The legal drama hasn't slowed Dumpling Daughter's momentum: In 2018, it opened a second location.
“I was very happy with one restaurant, but it was the customers and the response we received that forced me to grow the brand,” says Leo Spielman. “No matter what's going on in your career…don't let all the noise derail your goals.”
Dumpling Daughter has grown consistently through 2020, when the COVID-19 pandemic forced restaurants to adapt to survive. Leo Spielman's team has launched a direct-to-consumer website, where customers can order boxes of the same frozen dumplings directly to their homes.
“I really feel a personal obligation to my parents and Chinese cuisine to bring this style of dumpling to the world,” Leo Spielman tells CNBC Make It.
CNBC Make it
The strategy worked, and Dumpling Daughter eventually began selling more products, like its brown sugar dipping sauce and chili oil, on Amazon.
Packaged dumplings — sold in grocery stores throughout the East Coast and Midwest — and new products now account for about a third of the business, bringing in just over $1 million a year.
Despite its multi-channel success, Dumpling Daughter is not yet profitable. This is not uncommon for online startups: e-commerce margins are slim at first, but “scale helps,” consulting firm says McKinsey & Company reported in 2021.

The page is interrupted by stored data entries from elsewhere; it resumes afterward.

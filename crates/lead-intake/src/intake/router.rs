use std::collections::HashMap;
use std::net::SocketAddr;
use std::sync::Arc;

use axum::{
    extract::{rejection::JsonRejection, ConnectInfo, Path, Query, Request, State},
    http::{HeaderMap, StatusCode},
    middleware::{self, Next},
    response::{IntoResponse, Response},
    routing::{get, post},
    Json, Router,
};
use serde::Deserialize;
use serde_json::json;
use tracing::error;

use super::catalog::{CatalogError, FundStore};
use super::domain::{utc_timestamp, FormSubmission, FundId, LeadSubmission};
use super::fund::FundDefinition;
use super::guard::{AuthError, ADMIN_KEY_HEADER, ADMIN_KEY_QUERY};
use super::service::{IntakeService, IntakeServiceError};
use super::webhook::WebhookTransport;

const SERVICE_NAME: &str = "lead-intake-api";
const FORWARDED_FOR: &str = "x-forwarded-for";

type SharedService<S, T> = Arc<IntakeService<S, T>>;

#[derive(Debug, Deserialize)]
pub struct WebhookUpdate {
    pub webhook_url: String,
}

#[derive(Debug, Deserialize)]
pub struct FundCreate {
    pub id: String,
    #[serde(rename = "fundo")]
    pub fund: FundDefinition,
}

#[derive(Debug, Deserialize)]
pub struct FundUpdate {
    #[serde(rename = "fundo")]
    pub fund: FundDefinition,
}

/// Router exposing the public form API and the key-protected admin API.
pub fn intake_router<S, T>(service: SharedService<S, T>) -> Router
where
    S: FundStore + 'static,
    T: WebhookTransport + 'static,
{
    let public = Router::new()
        .route("/api", get(index_handler))
        .route("/api/health", get(health_handler))
        .route("/api/form/validate", post(validate_handler::<S, T>))
        .route("/api/form/submit", post(submit_handler::<S, T>))
        .route("/api/form/config", get(form_config_handler::<S, T>))
        .route("/api/form/webhook", post(forward_handler::<S, T>));

    let admin = Router::new()
        .route("/api/admin/webhook", post(update_webhook_handler::<S, T>))
        .route("/api/admin/webhook-logs", get(webhook_logs_handler::<S, T>))
        .route(
            "/api/admin/fundos",
            get(list_funds_handler::<S, T>).post(create_fund_handler::<S, T>),
        )
        .route(
            "/api/admin/fundos/:fund_id",
            get(get_fund_handler::<S, T>)
                .put(update_fund_handler::<S, T>)
                .delete(deactivate_fund_handler::<S, T>),
        )
        .route(
            "/api/admin/avaliar-elegibilidade",
            post(evaluate_handler::<S, T>),
        )
        .route("/api/debug/webhook-test", post(webhook_test_handler::<S, T>))
        .route_layer(middleware::from_fn_with_state(
            service.clone(),
            require_admin::<S, T>,
        ));

    public.merge(admin).with_state(service)
}

/// Rejects admin requests lacking a valid key before they reach a handler.
pub(crate) async fn require_admin<S, T>(
    State(service): State<SharedService<S, T>>,
    request: Request,
    next: Next,
) -> Response
where
    S: FundStore + 'static,
    T: WebhookTransport + 'static,
{
    let client = client_address(&request, service.trusts_forwarded_for());
    let presented = presented_key(&request);

    match service.authorize(&client, presented.as_deref()) {
        Ok(()) => next.run(request).await,
        Err(err) => {
            let status = match err {
                AuthError::MissingKey => StatusCode::UNAUTHORIZED,
                AuthError::InvalidKey => StatusCode::FORBIDDEN,
                AuthError::LockedOut { .. } => StatusCode::TOO_MANY_REQUESTS,
            };
            (status, Json(json!({ "error": err.to_string() }))).into_response()
        }
    }
}

fn presented_key(request: &Request) -> Option<String> {
    if let Some(value) = request
        .headers()
        .get(ADMIN_KEY_HEADER)
        .and_then(|value| value.to_str().ok())
    {
        return Some(value.to_string());
    }

    Query::<HashMap<String, String>>::try_from_uri(request.uri())
        .ok()
        .and_then(|Query(mut params)| params.remove(ADMIN_KEY_QUERY))
}

/// Socket peer address, or `unknown` when the connection carries none.
///
/// With `trust_forwarded_for` the first `X-Forwarded-For` hop wins; the header
/// is client-controlled unless a proxy overwrites it.
pub fn client_address(request: &Request, trust_forwarded_for: bool) -> String {
    trust_forwarded_for
        .then(|| forwarded_client(request.headers()))
        .flatten()
        .or_else(|| {
            request
                .extensions()
                .get::<ConnectInfo<SocketAddr>>()
                .map(|ConnectInfo(addr)| addr.ip().to_string())
        })
        .unwrap_or_else(|| "unknown".to_string())
}

fn forwarded_client(headers: &HeaderMap) -> Option<String> {
    headers
        .get(FORWARDED_FOR)
        .and_then(|value| value.to_str().ok())
        .and_then(|value| value.split(',').next())
        .map(str::trim)
        .filter(|value| !value.is_empty())
        .map(str::to_string)
}

pub(crate) async fn index_handler() -> Response {
    let payload = json!({
        "message": "Lead Intake API",
        "version": env!("CARGO_PKG_VERSION"),
        "endpoints": {
            "health": "/api/health",
            "submit": "/api/form/submit",
            "validate": "/api/form/validate",
            "config": "/api/form/config",
            "webhook": "/api/form/webhook",
            "admin": {
                "webhook": "/api/admin/webhook",
                "webhook_logs": "/api/admin/webhook-logs",
                "fundos": "/api/admin/fundos",
                "avaliar_elegibilidade": "/api/admin/avaliar-elegibilidade"
            }
        }
    });
    (StatusCode::OK, Json(payload)).into_response()
}

pub(crate) async fn health_handler() -> Response {
    let payload = json!({
        "status": "healthy",
        "timestamp": utc_timestamp(),
        "service": SERVICE_NAME,
    });
    (StatusCode::OK, Json(payload)).into_response()
}

pub(crate) async fn validate_handler<S, T>(
    State(service): State<SharedService<S, T>>,
    payload: Result<Json<LeadSubmission>, JsonRejection>,
) -> Response
where
    S: FundStore + 'static,
    T: WebhookTransport + 'static,
{
    let Json(lead) = match payload {
        Ok(payload) => payload,
        Err(rejection) => return rejection_response(rejection),
    };

    match service.validate_lead(lead) {
        Ok(lead) => {
            let payload = json!({
                "valid": true,
                "message": "lead data is valid",
                "lead": lead,
            });
            (StatusCode::OK, Json(payload)).into_response()
        }
        Err(err) => error_response(err),
    }
}

pub(crate) async fn submit_handler<S, T>(
    State(service): State<SharedService<S, T>>,
    payload: Result<Json<FormSubmission>, JsonRejection>,
) -> Response
where
    S: FundStore + 'static,
    T: WebhookTransport + 'static,
{
    let Json(submission) = match payload {
        Ok(payload) => payload,
        Err(rejection) => return rejection_response(rejection),
    };

    service.record_submission(&submission);
    let payload = json!({
        "success": true,
        "message": "form submitted successfully",
        "idempotency_key": submission.idempotency_key,
        "timestamp": submission.timestamp,
    });
    (StatusCode::OK, Json(payload)).into_response()
}

pub(crate) async fn form_config_handler<S, T>(
    State(service): State<SharedService<S, T>>,
) -> Response
where
    S: FundStore + 'static,
    T: WebhookTransport + 'static,
{
    match service.form_config() {
        Ok(view) => (StatusCode::OK, Json(view)).into_response(),
        Err(err) => error_response(err),
    }
}

pub(crate) async fn forward_handler<S, T>(
    State(service): State<SharedService<S, T>>,
    payload: Result<Json<FormSubmission>, JsonRejection>,
) -> Response
where
    S: FundStore + 'static,
    T: WebhookTransport + 'static,
{
    let Json(submission) = match payload {
        Ok(payload) => payload,
        Err(rejection) => return rejection_response(rejection),
    };

    match service.forward_submission(&submission).await {
        Ok(delivery) => {
            let payload = json!({
                "success": true,
                "message": "form forwarded to webhook",
                "idempotency_key": submission.idempotency_key,
                "webhook_status": delivery.status_code,
            });
            (StatusCode::OK, Json(payload)).into_response()
        }
        Err(IntakeServiceError::Webhook(err)) => {
            let payload = json!({
                "error": "failed to forward to webhook",
                "message": "unable to process your submission at this time, please try again",
                "details": err.to_string(),
            });
            (StatusCode::BAD_GATEWAY, Json(payload)).into_response()
        }
        Err(other) => error_response(other),
    }
}

pub(crate) async fn update_webhook_handler<S, T>(
    State(service): State<SharedService<S, T>>,
    payload: Result<Json<WebhookUpdate>, JsonRejection>,
) -> Response
where
    S: FundStore + 'static,
    T: WebhookTransport + 'static,
{
    let Json(update) = match payload {
        Ok(payload) => payload,
        Err(rejection) => return rejection_response(rejection),
    };

    match service.set_webhook_url(&update.webhook_url) {
        Ok(url) => {
            let payload = json!({
                "success": true,
                "message": "webhook url updated",
                "new_webhook_url": url,
            });
            (StatusCode::OK, Json(payload)).into_response()
        }
        Err(err) => error_response(err),
    }
}

pub(crate) async fn webhook_logs_handler<S, T>(
    State(service): State<SharedService<S, T>>,
) -> Response
where
    S: FundStore + 'static,
    T: WebhookTransport + 'static,
{
    let payload = json!({
        "success": true,
        "logs": service.webhook_logs(),
    });
    (StatusCode::OK, Json(payload)).into_response()
}

pub(crate) async fn list_funds_handler<S, T>(
    State(service): State<SharedService<S, T>>,
) -> Response
where
    S: FundStore + 'static,
    T: WebhookTransport + 'static,
{
    match service.list_funds() {
        Ok(listing) => {
            let payload = json!({
                "success": true,
                "fundos": listing.fundos,
                "opcoes_formulario": listing.opcoes_formulario,
            });
            (StatusCode::OK, Json(payload)).into_response()
        }
        Err(err) => error_response(err),
    }
}

pub(crate) async fn get_fund_handler<S, T>(
    State(service): State<SharedService<S, T>>,
    Path(fund_id): Path<String>,
) -> Response
where
    S: FundStore + 'static,
    T: WebhookTransport + 'static,
{
    match service.get_fund(&FundId(fund_id)) {
        Ok((fund, options)) => {
            let payload = json!({
                "success": true,
                "fundo": fund,
                "opcoes_formulario": options,
            });
            (StatusCode::OK, Json(payload)).into_response()
        }
        Err(err) => error_response(err),
    }
}

pub(crate) async fn create_fund_handler<S, T>(
    State(service): State<SharedService<S, T>>,
    payload: Result<Json<FundCreate>, JsonRejection>,
) -> Response
where
    S: FundStore + 'static,
    T: WebhookTransport + 'static,
{
    let Json(request) = match payload {
        Ok(payload) => payload,
        Err(rejection) => return rejection_response(rejection),
    };

    match service.create_fund(&request.id, request.fund) {
        Ok(id) => {
            let payload = json!({
                "success": true,
                "message": "fund created",
                "fundo_id": id,
            });
            (StatusCode::OK, Json(payload)).into_response()
        }
        Err(err) => error_response(err),
    }
}

pub(crate) async fn update_fund_handler<S, T>(
    State(service): State<SharedService<S, T>>,
    Path(fund_id): Path<String>,
    payload: Result<Json<FundUpdate>, JsonRejection>,
) -> Response
where
    S: FundStore + 'static,
    T: WebhookTransport + 'static,
{
    let Json(request) = match payload {
        Ok(payload) => payload,
        Err(rejection) => return rejection_response(rejection),
    };

    match service.update_fund(&FundId(fund_id), request.fund) {
        Ok(fund) => {
            let payload = json!({
                "success": true,
                "message": "fund updated",
                "fundo": fund,
            });
            (StatusCode::OK, Json(payload)).into_response()
        }
        Err(err) => error_response(err),
    }
}

pub(crate) async fn deactivate_fund_handler<S, T>(
    State(service): State<SharedService<S, T>>,
    Path(fund_id): Path<String>,
) -> Response
where
    S: FundStore + 'static,
    T: WebhookTransport + 'static,
{
    match service.deactivate_fund(&FundId(fund_id)) {
        Ok(()) => {
            let payload = json!({
                "success": true,
                "message": "fund deactivated",
            });
            (StatusCode::OK, Json(payload)).into_response()
        }
        Err(err) => error_response(err),
    }
}

pub(crate) async fn evaluate_handler<S, T>(
    State(service): State<SharedService<S, T>>,
    payload: Result<Json<LeadSubmission>, JsonRejection>,
) -> Response
where
    S: FundStore + 'static,
    T: WebhookTransport + 'static,
{
    let Json(lead) = match payload {
        Ok(payload) => payload,
        Err(rejection) => return rejection_response(rejection),
    };

    match service.evaluate_lead(lead) {
        Ok(result) => {
            let payload = json!({
                "success": true,
                "elegibilidade": result,
            });
            (StatusCode::OK, Json(payload)).into_response()
        }
        Err(err) => error_response(err),
    }
}

/// Connectivity failures are reported in the body, not as an HTTP error.
pub(crate) async fn webhook_test_handler<S, T>(
    State(service): State<SharedService<S, T>>,
) -> Response
where
    S: FundStore + 'static,
    T: WebhookTransport + 'static,
{
    match service.test_webhook().await {
        Ok(probe) => {
            let payload = json!({
                "success": probe.success,
                "status_code": probe.status_code,
                "response": probe.response,
                "message": "webhook test sent",
            });
            (StatusCode::OK, Json(payload)).into_response()
        }
        Err(IntakeServiceError::Webhook(err)) => {
            let payload = json!({
                "success": false,
                "error": err.to_string(),
            });
            (StatusCode::OK, Json(payload)).into_response()
        }
        Err(other) => error_response(other),
    }
}

fn rejection_response(rejection: JsonRejection) -> Response {
    let payload = json!({
        "error": rejection.body_text(),
    });
    (rejection.status(), Json(payload)).into_response()
}

fn error_response(err: IntakeServiceError) -> Response {
    let status = match &err {
        IntakeServiceError::Validation(_) => StatusCode::BAD_REQUEST,
        IntakeServiceError::Catalog(CatalogError::NotFound(_)) => StatusCode::NOT_FOUND,
        IntakeServiceError::Catalog(CatalogError::Store(_)) => {
            error!(error = %err, "fund catalog store failure");
            StatusCode::INTERNAL_SERVER_ERROR
        }
        IntakeServiceError::Catalog(_) => StatusCode::BAD_REQUEST,
        IntakeServiceError::Webhook(_) => StatusCode::BAD_GATEWAY,
    };

    let payload = json!({
        "error": err.to_string(),
    });
    (status, Json(payload)).into_response()
}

Most restaurants are profitable, but also on a narrow margin. The average dining establishment has a pre-tax profit margin of approximately 5%, according to National Restaurant Association.
“In the consumer products line, you have to spend money so people know who you are [and] To find you online, says Leo Spielman. “It's a very scary job for me [because] “You're actually losing money because you're spending… to grow the company.”
Leo Spielman estimates it will take at least another two years for Dumpling Daughter to become profitable, but he hopes the brand's e-commerce efforts will eventually make it a household name. Her goal, beyond just scaling her company, is to keep Dumpling Daughter serving people as long as possible.
“I knew I couldn't follow my father forever, and that I had to create a brand, a feeling, or a product that served today's customers,” says Leo Spielman. “They certainly served customers in the 1980s, but I believe Dumpling Daughter will serve customers today beyond Chinese comfort food.”